### TASK INSTRUCTIONS
Go through the data from its first line and retype each line, stopping once the line containing "use crate::presenter::PlainPresenter;" has been retyped.

• • • •

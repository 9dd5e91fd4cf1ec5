//! Nested command groups.
//!
//! A [`CommandGroup`] is a handler that owns a second parser. When its parent
//! command runs, the group parses the parent's remainder against its own
//! registry and dispatches the result, so `tool remote add -name x` can route
//! `add -name x` to a subcommand.

use std::rc::Rc;

use optline_core::MetadataProvider;
use tracing::debug;

use crate::config::ParserOptions;
use crate::dispatch::Dispatcher;
use crate::engine::Parser;
use crate::handler::{Handler, HandlerResult, HandlerTable};
use crate::presenter::PlainPresenter;
use crate::registry::RegistryError;

/// A handler that re-parses its remainder against a nested registry.
///
/// # Examples
///
/// ```
/// use optline_core::{Catalog, CommandDescriptor};
/// use optline_engine::{CommandGroup, Handler, HandlerTable};
///
/// let nested = Catalog::new()
///     .with_command(CommandDescriptor::new("add"))
///     .with_command(CommandDescriptor::new("remove"));
/// let handlers = HandlerTable::new()
///     .with("add", Handler::run(|_| Ok(())))
///     .with("remove", Handler::run(|_| Ok(())));
///
/// let group = CommandGroup::new(&nested, &handlers, None)
///     .unwrap()
///     .with_default_argument("add");
/// assert!(group.parser().options().require_strict_command_name);
///
/// // Registered as the handler of a parent command.
/// let handler = group.into_handler();
/// assert!(handler.is_async());
/// ```
#[derive(Clone)]
pub struct CommandGroup {
    parser: Rc<Parser>,
    default_argument: Option<String>,
}

impl CommandGroup {
    /// Options used when a group is built without explicit ones.
    pub fn default_options() -> ParserOptions {
        ParserOptions {
            require_strict_command_name: true,
            require_strict_option_name: true,
            do_not_display_usage: true,
            display_command_list_as_help: true,
            ..ParserOptions::default()
        }
    }

    pub fn new(
        provider: &dyn MetadataProvider,
        handlers: &HandlerTable,
        options: Option<ParserOptions>,
    ) -> Result<Self, RegistryError> {
        let options = options.unwrap_or_else(Self::default_options);
        let parser = Parser::from_provider(provider, handlers, options)?;
        Ok(Self::from_parser(parser))
    }

    pub fn from_parser(parser: Parser) -> Self {
        Self {
            parser: Rc::new(parser),
            default_argument: None,
        }
    }

    /// Command line used when the group is invoked with no arguments.
    pub fn with_default_argument(mut self, argument: &str) -> Self {
        self.default_argument = Some(argument.to_string());
        self
    }

    pub fn parser(&self) -> &Parser {
        &self.parser
    }

    /// Parses `args` against the nested registry and dispatches the result.
    ///
    /// Help and errors are written to stdout.
    pub async fn run(&self, args: &[String]) -> HandlerResult {
        let raw = match &self.default_argument {
            Some(default) if args.is_empty() => default.clone(),
            _ => args.join(" "),
        };
        debug!(raw = %raw, "Dispatching command group");

        let mut dispatcher = Dispatcher::new(&self.parser, PlainPresenter::stdout());
        dispatcher
            .parse_and_run_async(&raw)
            .await
            .map(|_| ())
            .map_err(|e| e.into_handler_error())
    }

    /// Wraps the group as an asynchronous handler for a parent command.
    pub fn into_handler(self) -> Handler {
        Handler::run_async(move |rest| {
            let group = self.clone();
            async move { group.run(&rest).await }
        })
    }
}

• • • •

### EXPECTED OUTPUT
repository 9dd5e91fd4cf1ec5
//! Nested command groups.
//!
//! A [`CommandGroup`] is a handler that owns a second parser. When its parent
//! command runs, the group parses the parent's remainder against its own
//! registry and dispatches the result, so `tool remote add -name x` can route
//! `add -name x` to a subcommand.

use std::rc::Rc;

use optline_core::MetadataProvider;
use tracing::debug;

use crate::config::ParserOptions;
use crate::dispatch::Dispatcher;
use crate::engine::Parser;
use crate::handler::{Handler, HandlerResult, HandlerTable};
use crate::presenter::PlainPresenter;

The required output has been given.